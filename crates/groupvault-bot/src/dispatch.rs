//! Archive dispatch: classify a message and move its content to Drive.
//!
//! The dispatcher is the boundary where transfer errors stop
//! propagating: every failure is caught here, logged with context, and
//! reported as an [`ArchiveOutcome`] the command layer turns into a
//! reply (or swallows, in auto mode).

use std::fs;
use std::path::{Path, PathBuf};

use chrono::Utc;
use tracing::{debug, error, warn};

use groupvault_core::{
    ArchiveMode, ContentKind, GroupRecord, Identity, InboundMessage, MessageContent,
    ledger_timestamp,
};
use groupvault_providers::storage::{BoxFuture, StorageProvider};

use crate::error::{BotError, BotResult};
use crate::provision;

/// Platform-side file download seam.
///
/// The production implementation resolves a Telegram file id and
/// streams the bytes to the destination path; tests substitute a stub.
pub trait FileFetcher: Send + Sync {
    fn fetch_to(&self, file_id: String, dest: PathBuf) -> BoxFuture<'_, BotResult<()>>;
}

/// What happened to one archive attempt.
#[derive(Debug, Clone, PartialEq, Eq)]
pub enum ArchiveOutcome {
    /// A text row was appended to the ledger.
    StoredText,
    /// A media file landed in its kind folder.
    StoredMedia(ContentKind),
    /// No identity is linked to the group.
    NotLinked,
    /// The linked credential was revoked; re-authorization needed.
    RelinkRequired,
    /// Archiving is switched off for the group.
    NotEnabled,
    /// Reply mode needs the command to be a reply to the message.
    ReplyRequired,
    /// Nothing archivable in the message.
    NoContent,
    /// The transfer failed; the string is safe to show the user.
    Failed(String),
}

/// Picks the message that will actually be archived.
///
/// Reply mode archives the replied-to message; auto mode archives the
/// message itself, except command text which is never content.
pub fn select_source<'m>(
    message: &'m InboundMessage,
    mode: ArchiveMode,
) -> Result<&'m InboundMessage, ArchiveOutcome> {
    match mode {
        ArchiveMode::Reply => message
            .reply_to
            .as_deref()
            .ok_or(ArchiveOutcome::ReplyRequired),
        ArchiveMode::Auto => {
            if message.is_command() {
                Err(ArchiveOutcome::NoContent)
            } else {
                Ok(message)
            }
        }
    }
}

/// Maps a credential-resolve failure to its archive outcome.
///
/// A revoked credential asks for re-authorization but never unlinks
/// the group; the stored binding survives until an explicit `/unlink`.
pub fn outcome_for_credentials(error: &groupvault_providers::ProviderError) -> ArchiveOutcome {
    use groupvault_providers::ProviderErrorCode;
    match error.code() {
        ProviderErrorCode::NotLinked => ArchiveOutcome::NotLinked,
        ProviderErrorCode::Revoked => ArchiveOutcome::RelinkRequired,
        _ => ArchiveOutcome::Failed(error.to_string()),
    }
}

/// One archive pass over a resolved credential.
pub struct Dispatcher<'a> {
    pub provider: &'a dyn StorageProvider,
    pub files: &'a dyn FileFetcher,
    pub scratch_dir: &'a Path,
    pub app_name: &'a str,
}

impl Dispatcher<'_> {
    /// Archives the source message into the group's structure.
    ///
    /// Never returns an error: transfer failures are logged and folded
    /// into [`ArchiveOutcome::Failed`]. The record may gain refs from
    /// inline provisioning even when the attempt fails; callers
    /// persist it either way.
    pub async fn archive(
        &self,
        source: &InboundMessage,
        group: Identity,
        record: &mut GroupRecord,
    ) -> ArchiveOutcome {
        match self.try_archive(source, group, record).await {
            Ok(outcome) => outcome,
            Err(e) => {
                error!(%group, message_id = source.message_id, error = %e, "archive failed");
                ArchiveOutcome::Failed(e.to_string())
            }
        }
    }

    async fn try_archive(
        &self,
        source: &InboundMessage,
        group: Identity,
        record: &mut GroupRecord,
    ) -> BotResult<ArchiveOutcome> {
        let Some(content) = source.content() else {
            debug!(%group, message_id = source.message_id, "nothing archivable");
            return Ok(ArchiveOutcome::NoContent);
        };

        // Self-healing: a missing ref (fresh group, wiped state) gets
        // provisioned inline before the transfer.
        if !record.is_provisioned() {
            let title = source.display_title();
            provision::ensure(self.provider, self.app_name, group, &title, record).await?;
        }

        match content {
            MessageContent::Text(text) => {
                let sheet = record
                    .sheet
                    .clone()
                    .ok_or_else(|| BotError::state("provisioned group has no ledger ref"))?;
                let row = vec![
                    ledger_timestamp(Utc::now()),
                    source.display_title(),
                    source.sender_name().to_string(),
                    source.sender_id(),
                    source.message_id.to_string(),
                    text.to_string(),
                ];
                self.provider.append_row(sheet, row).await?;
                Ok(ArchiveOutcome::StoredText)
            }
            MessageContent::Media(attachment) => {
                let folder = record
                    .folder_for(attachment.kind)
                    .map(String::from)
                    .ok_or_else(|| {
                        BotError::state("provisioned group is missing a kind folder")
                    })?;
                let name = attachment.storage_name();

                let scratch = ScratchFile::create(self.scratch_dir, &name)?;
                self.files
                    .fetch_to(attachment.file_id.clone(), scratch.path().to_path_buf())
                    .await?;
                self.provider
                    .upload_file(
                        folder,
                        name,
                        attachment.mime_type.clone(),
                        scratch.path().to_path_buf(),
                    )
                    .await?;
                Ok(ArchiveOutcome::StoredMedia(attachment.kind))
            }
        }
    }
}

/// A scratch-file handle that removes the file when dropped.
///
/// Cleanup runs on success and failure alike; a removal error is
/// logged and swallowed so it can never mask the archive outcome.
struct ScratchFile {
    path: PathBuf,
}

impl ScratchFile {
    fn create(dir: &Path, name: &str) -> BotResult<Self> {
        fs::create_dir_all(dir)?;
        Ok(Self {
            path: dir.join(name),
        })
    }

    fn path(&self) -> &Path {
        &self.path
    }
}

impl Drop for ScratchFile {
    fn drop(&mut self) {
        if let Err(e) = fs::remove_file(&self.path) {
            if e.kind() != std::io::ErrorKind::NotFound {
                warn!(path = %self.path.display(), error = %e, "failed to remove scratch file");
            }
        }
    }
}

#[cfg(test)]
mod tests {
    use super::*;
    use crate::fake::FakeStorage;
    use groupvault_core::{Attachment, ChatKind, Sender};

    /// Writes fixed bytes to the destination, like a real download.
    struct StubFetcher;

    impl FileFetcher for StubFetcher {
        fn fetch_to(&self, _file_id: String, dest: PathBuf) -> BoxFuture<'_, BotResult<()>> {
            Box::pin(async move {
                fs::write(&dest, b"downloaded bytes")?;
                Ok(())
            })
        }
    }

    fn group_message(message_id: i64) -> InboundMessage {
        InboundMessage {
            chat: Identity(-100),
            chat_title: Some("My Group".to_string()),
            chat_kind: ChatKind::Group,
            message_id,
            sender: Some(Sender {
                id: Identity(7),
                display_name: "Alice".to_string(),
            }),
            text: None,
            caption: None,
            reply_to: None,
            attachment: None,
        }
    }

    fn text_message(message_id: i64, text: &str) -> InboundMessage {
        InboundMessage {
            text: Some(text.to_string()),
            ..group_message(message_id)
        }
    }

    fn photo_message(message_id: i64) -> InboundMessage {
        InboundMessage {
            attachment: Some(Attachment {
                kind: ContentKind::Photo,
                file_id: "remote-file".to_string(),
                unique_id: "uniq-1".to_string(),
                file_name: None,
                mime_type: Some("image/jpeg".to_string()),
            }),
            ..group_message(message_id)
        }
    }

    fn dispatcher<'a>(
        fake: &'a FakeStorage,
        fetcher: &'a StubFetcher,
        scratch: &'a Path,
    ) -> Dispatcher<'a> {
        Dispatcher {
            provider: fake,
            files: fetcher,
            scratch_dir: scratch,
            app_name: "GroupVault",
        }
    }

    fn scratch_is_empty(dir: &Path) -> bool {
        match fs::read_dir(dir) {
            Ok(mut entries) => entries.next().is_none(),
            Err(_) => true,
        }
    }

    #[test]
    fn reply_mode_requires_a_reply() {
        let msg = text_message(1, "/archive");
        assert_eq!(
            select_source(&msg, ArchiveMode::Reply).unwrap_err(),
            ArchiveOutcome::ReplyRequired
        );

        let with_reply = InboundMessage {
            reply_to: Some(Box::new(text_message(2, "remember this"))),
            ..text_message(1, "/archive")
        };
        let source = select_source(&with_reply, ArchiveMode::Reply).unwrap();
        assert_eq!(source.message_id, 2);
    }

    #[test]
    fn auto_mode_excludes_commands() {
        let command = text_message(1, "/mode");
        assert_eq!(
            select_source(&command, ArchiveMode::Auto).unwrap_err(),
            ArchiveOutcome::NoContent
        );

        let plain = text_message(2, "hello");
        assert_eq!(
            select_source(&plain, ArchiveMode::Auto).unwrap().message_id,
            2
        );
    }

    #[tokio::test]
    async fn text_archive_provisions_once_and_appends_once() {
        let fake = FakeStorage::new();
        let fetcher = StubFetcher;
        let scratch = tempfile::tempdir().unwrap();
        let dispatcher = dispatcher(&fake, &fetcher, scratch.path());
        let mut record = GroupRecord::default();

        let outcome = dispatcher
            .archive(&text_message(42, "hello world"), Identity(-100), &mut record)
            .await;

        assert_eq!(outcome, ArchiveOutcome::StoredText);
        assert_eq!(fake.create_count(), 9);
        assert_eq!(fake.append_count(), 1);
        assert!(record.is_provisioned());

        let rows = fake.rows(record.sheet.as_deref().unwrap());
        // Header plus the single archived row.
        assert_eq!(rows.len(), 2);
        let row = &rows[1];
        assert_eq!(row[1], "My Group");
        assert_eq!(row[2], "Alice");
        assert_eq!(row[3], "7");
        assert_eq!(row[4], "42");
        assert_eq!(row[5], "hello world");
    }

    #[tokio::test]
    async fn caption_beats_attachment_in_classification() {
        let fake = FakeStorage::new();
        let fetcher = StubFetcher;
        let scratch = tempfile::tempdir().unwrap();
        let dispatcher = dispatcher(&fake, &fetcher, scratch.path());
        let mut record = GroupRecord::default();

        let message = InboundMessage {
            caption: Some("holiday photo".to_string()),
            ..photo_message(3)
        };
        let outcome = dispatcher.archive(&message, Identity(-100), &mut record).await;

        assert_eq!(outcome, ArchiveOutcome::StoredText);
        assert_eq!(fake.append_count(), 1);
        assert_eq!(fake.upload_count(), 0);
    }

    #[tokio::test]
    async fn second_media_archive_reuses_structure() {
        let fake = FakeStorage::new();
        let fetcher = StubFetcher;
        let scratch = tempfile::tempdir().unwrap();
        let dispatcher = dispatcher(&fake, &fetcher, scratch.path());
        let mut record = GroupRecord::default();

        dispatcher
            .archive(&photo_message(1), Identity(-100), &mut record)
            .await;
        assert_eq!(fake.create_count(), 9);

        let outcome = dispatcher
            .archive(&photo_message(2), Identity(-100), &mut record)
            .await;

        assert_eq!(outcome, ArchiveOutcome::StoredMedia(ContentKind::Photo));
        assert_eq!(fake.create_count(), 9);
        assert_eq!(fake.upload_count(), 2);

        let photos = record.folder_for(ContentKind::Photo).unwrap();
        assert!(fake.upload_folders().iter().all(|f| *f == photos));
        assert!(scratch_is_empty(scratch.path()));
    }

    #[tokio::test]
    async fn scratch_is_cleaned_up_when_upload_fails() {
        let fake = FakeStorage::new();
        let fetcher = StubFetcher;
        let scratch = tempfile::tempdir().unwrap();
        let dispatcher = dispatcher(&fake, &fetcher, scratch.path());
        let mut record = GroupRecord::default();

        fake.fail_uploads();
        let outcome = dispatcher
            .archive(&photo_message(1), Identity(-100), &mut record)
            .await;

        assert!(matches!(outcome, ArchiveOutcome::Failed(_)));
        assert!(scratch_is_empty(scratch.path()));
    }

    #[test]
    fn revoked_credential_prompts_relink_without_unlinking() {
        use groupvault_providers::ProviderError;

        let mut record = GroupRecord::default();
        record.linked_user = Some(Identity(7));

        let outcome = outcome_for_credentials(&ProviderError::revoked("refresh rejected"));
        assert_eq!(outcome, ArchiveOutcome::RelinkRequired);
        // The binding is untouched; only /unlink clears it.
        assert_eq!(record.linked_user, Some(Identity(7)));

        assert_eq!(
            outcome_for_credentials(&ProviderError::not_linked("no credential blob")),
            ArchiveOutcome::NotLinked
        );
        assert!(matches!(
            outcome_for_credentials(&ProviderError::server("backend down")),
            ArchiveOutcome::Failed(_)
        ));
    }

    #[tokio::test]
    async fn empty_message_is_no_content() {
        let fake = FakeStorage::new();
        let fetcher = StubFetcher;
        let scratch = tempfile::tempdir().unwrap();
        let dispatcher = dispatcher(&fake, &fetcher, scratch.path());
        let mut record = GroupRecord::default();

        let outcome = dispatcher
            .archive(&group_message(5), Identity(-100), &mut record)
            .await;

        assert_eq!(outcome, ArchiveOutcome::NoContent);
        assert_eq!(fake.create_count(), 0);
    }
}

________________________________________

| Problem statement |
Every line containing the word "StoredText" must be copied from the material above.

| Solution |
    StoredText,
                Ok(ArchiveOutcome::StoredText)
        assert_eq!(outcome, ArchiveOutcome::StoredText);
        assert_eq!(outcome, ArchiveOutcome::StoredText);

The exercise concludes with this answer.